Prostitution is often described as sex work. It is an important term. Its purpose is to make clear that sex for money is work. The term 'sex worker' is now used internationally to describe a prostitute. It is of no concern whether the person is a man, a woman or transgender.
Prostitution is legal in Germany; therefore, you can legally work as a prostitute in Germany. Usually you will be self-employed.
Prostitution is legal in Germany. But the law does impose some restrictions. For instance, most cities have what is known as a 'Sperrbezirksverordnung' (a by-law stipulating where prostitution is permitted). It tells you where you are allowed to work and where you must not. Usually it is forbidden in the city centres or next to schools and churches. Prostitution may be banned entirely in some small towns in Baden-Württemberg with a population of less than 35,000 inhabitants. There may also be areas in which you may only work at certain times, especially if you work the streets. Contact the Ordnungsamt (Office of Public Order) or ask your colleagues if you are unsure. You can also ask in a counselling centre. You can do all of this anonymously – you do not have to give your real name. You will be required to pay a fine if you are caught working in an area where it is forbidden.

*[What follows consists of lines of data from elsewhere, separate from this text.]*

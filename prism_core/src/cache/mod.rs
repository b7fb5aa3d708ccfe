//! Translation cache keyed by question fingerprint.
//!
//! A repeated question against the same table costs exactly one language
//! model call per schema version. Entries never expire; the cache lives and
//! dies with the session and is cleared only on explicit reset.

use sha2::{Digest, Sha256};
use std::collections::HashMap;

/// Stable SHA-256 fingerprint of (question, table, schema version).
///
/// Each part is length-prefixed so distinct input pairs can never collapse
/// to the same byte stream. Folding the schema version in means every
/// registry refresh naturally invalidates older entries.
pub fn fingerprint(question: &str, table: &str, schema_version: u64) -> String {
    let mut hasher = Sha256::new();
    hasher.update((question.len() as u64).to_le_bytes());
    hasher.update(question.as_bytes());
    hasher.update((table.len() as u64).to_le_bytes());
    hasher.update(table.as_bytes());
    hasher.update(schema_version.to_le_bytes());
    format!("{:x}", hasher.finalize())
}

#[derive(Debug, Default)]
pub struct QueryCache {
    entries: HashMap<String, String>,
}

impl QueryCache {
    pub fn new() -> Self {
        Self::default()
    }

    pub fn lookup(&self, key: &str) -> Option<&str> {
        self.entries.get(key).map(String::as_str)
    }

    /// Insert or overwrite.
    pub fn store(&mut self, key: String, sql: String) {
        self.entries.insert(key, sql);
    }

    pub fn remove(&mut self, key: &str) {
        self.entries.remove(key);
    }

    pub fn clear(&mut self) {
        self.entries.clear();
    }

    pub fn len(&self) -> usize {
        self.entries.len()
    }

    pub fn is_empty(&self) -> bool {
        self.entries.is_empty()
    }
}

#[cfg(test)]
mod tests {
    use super::*;

    #[test]
    fn test_fingerprint_deterministic() {
        let a = fingerprint("total sales by region", "sales", 1);
        let b = fingerprint("total sales by region", "sales", 1);
        assert_eq!(a, b);
        assert_eq!(a.len(), 64);
    }

    #[test]
    fn test_fingerprint_sensitive_to_each_part() {
        let base = fingerprint("q", "t", 1);
        assert_ne!(base, fingerprint("q2", "t", 1));
        assert_ne!(base, fingerprint("q", "t2", 1));
        assert_ne!(base, fingerprint("q", "t", 2));
    }

    #[test]
    fn test_fingerprint_no_boundary_collision() {
        // "ab" + "c" vs "a" + "bc" must hash differently
        assert_ne!(fingerprint("ab", "c", 0), fingerprint("a", "bc", 0));
    }

    #[test]
    fn test_round_trip() {
        let mut cache = QueryCache::new();
        let key = fingerprint("show totals", "sales", 1);

        assert!(cache.lookup(&key).is_none());
        cache.store(key.clone(), "SELECT SUM(amount) FROM sales".to_string());
        assert_eq!(cache.lookup(&key), Some("SELECT SUM(amount) FROM sales"));
        assert_eq!(cache.len(), 1);
    }

    #[test]
    fn test_store_overwrites() {
        let mut cache = QueryCache::new();
        cache.store("k".into(), "old".into());
        cache.store("k".into(), "new".into());
        assert_eq!(cache.lookup("k"), Some("new"));
        assert_eq!(cache.len(), 1);
    }

    #[test]
    fn test_remove_and_clear() {
        let mut cache = QueryCache::new();
        cache.store("a".into(), "1".into());
        cache.store("b".into(), "2".into());

        cache.remove("a");
        assert!(cache.lookup("a").is_none());
        assert_eq!(cache.len(), 1);

        cache.clear();
        assert!(cache.is_empty());
    }

    #[test]
    fn test_unknown_key_is_a_miss() {
        let cache = QueryCache::new();
        assert!(cache.lookup("no-such-key").is_none());
    }
}
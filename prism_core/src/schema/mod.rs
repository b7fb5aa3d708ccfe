//! Schema registry: table name -> ordered column/type mapping.
//!
//! The registry is rebuilt in full on every `refresh` so readers never see a
//! partially updated mapping, and a version counter increments with each
//! rebuild. The query cache folds that counter into its fingerprints, which
//! invalidates cached SQL whenever the table set changes.

use crate::error::{PrismError, Result};
use crate::store::Store;
use crate::types::{Column, DataType, TableSchema};
use std::collections::HashMap;
use tracing::debug;

#[derive(Debug, Default)]
pub struct SchemaRegistry {
    tables: HashMap<String, TableSchema>,
    version: u64,
}

impl SchemaRegistry {
    pub fn new() -> Self {
        Self::default()
    }

    /// Re-enumerate every table in the store and swap in the new mapping.
    ///
    /// Must be called after any operation that creates, drops, or replaces
    /// a table. The new mapping is built completely before it becomes
    /// visible; a mid-refresh introspection failure leaves the old state
    /// intact.
    pub fn refresh(&mut self, store: &Store) -> Result<()> {
        let mut next = HashMap::new();
        for table in store.list_tables()? {
            let columns = store
                .describe(&table)?
                .into_iter()
                .map(|(name, declared)| Column::new(name, DataType::from_declared(&declared)))
                .collect();
            next.insert(
                table.clone(),
                TableSchema {
                    name: table,
                    columns,
                },
            );
        }
        self.tables = next;
        self.version += 1;
        debug!(
            tables = self.tables.len(),
            version = self.version,
            "schema registry refreshed"
        );
        Ok(())
    }

    pub fn get(&self, table: &str) -> Result<&TableSchema> {
        self.tables
            .get(table)
            .ok_or_else(|| PrismError::SchemaLookup(table.to_string()))
    }

    pub fn contains(&self, table: &str) -> bool {
        self.tables.contains_key(table)
    }

    /// Known table names, alphabetical.
    pub fn tables(&self) -> Vec<&str> {
        let mut names: Vec<&str> = self.tables.keys().map(String::as_str).collect();
        names.sort_unstable();
        names
    }

    /// Monotonic counter, bumped on every refresh.
    pub fn version(&self) -> u64 {
        self.version
    }
}
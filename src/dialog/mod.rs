//! Modal dialog lifecycle
//!
//! A single [`DialogController`] owns at most one dialog at a time. Opening a
//! new dialog while one is active closes the active one first; the new dialog
//! is built only after the old one has been detached.

pub mod config;
pub mod content;
pub mod controller;
pub mod position;
pub mod styles;
pub mod theme;
pub mod types;

pub use config::{AnimationConfig, CloseButtonConfig, DialogConfig, OverlayConfig, SizeConfig};
pub use content::Content;
pub use controller::{ControllerSettings, DialogController, DialogInstance};
pub use position::{Alignment, FlexAlign, Position};
pub use styles::{StyleInjector, StylesheetInjector};
pub use theme::{Palette, ThemeTable};
pub use types::*;
//! Modal dialog lifecycle controller
//!
//! - [`dialog`]: configuration, lookup tables and the lifecycle controller
//! - [`surface`]: the render surface, scheduler and transition contracts,
//!   plus a headless document and a manually pumped event loop
//! - [`runtime`]: a tokio task that drives a controller behind a handle
//! - [`config`]: application settings

pub mod config;
pub mod dialog;
pub mod runtime;
pub mod surface;

pub use dialog::{DialogConfig, DialogController, DialogError, DialogEvent, DialogResult, DialogState};
pub use runtime::{DialogHandle, DialogRuntime};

You have rights and obligations as a self-employed person working as a prostitute. They apply to all self-employed work in Germany. For instance, they mean that you must register with the tax office and pay taxes, depending on what you earn. Some states in Germany require you to pay a flat rate tax per working day. Always remember: to make sure you declare your taxes correctly, you must receive a receipt for everything (room rental, flat rate tax and work materials such as condoms, etc.). You need them for your tax declaration.
Receipts help you prove what work services you have actually provided as a prostitute. You also require health insurance to work in Germany. You can sign up for the voluntary scheme for self-employed persons with the statutory health insurance providers.
An authority or an office is a government institution that handles tasks for the management of the state. They also provide services to citizens.
Independent counselling centres do not belong to the public administration system. A trustworthy and good counselling centre will always advise you anonymously. It will also not disclose any of your data to public authorities, for instance the Gesundheitsamt (Public Health Office) or the police.
There are counselling centres in all large cities that you can get in touch with via email or telephone. You can also arrange an appointment in person and obtain free advice there on subjects such as health, the law, violence or leaving the profession, and can do so on an anonymous basis. The counselling centres employ social workers who are on hand to assist you with any queries you may have.
You can also contact your local Federal Employment Agency branch (Agentur für Arbeit) and/or Job Centre in your city. Here you will find lots of offers and information regarding training, studying, further education and other job opportunities, or even language and integration courses. Working in the prostitution industry, you wiil have paid taxes and will therefore have acquired employee status, which is key to being able to draw benefits. You can provide proof of this status by way of your tax statement issued by the tax office.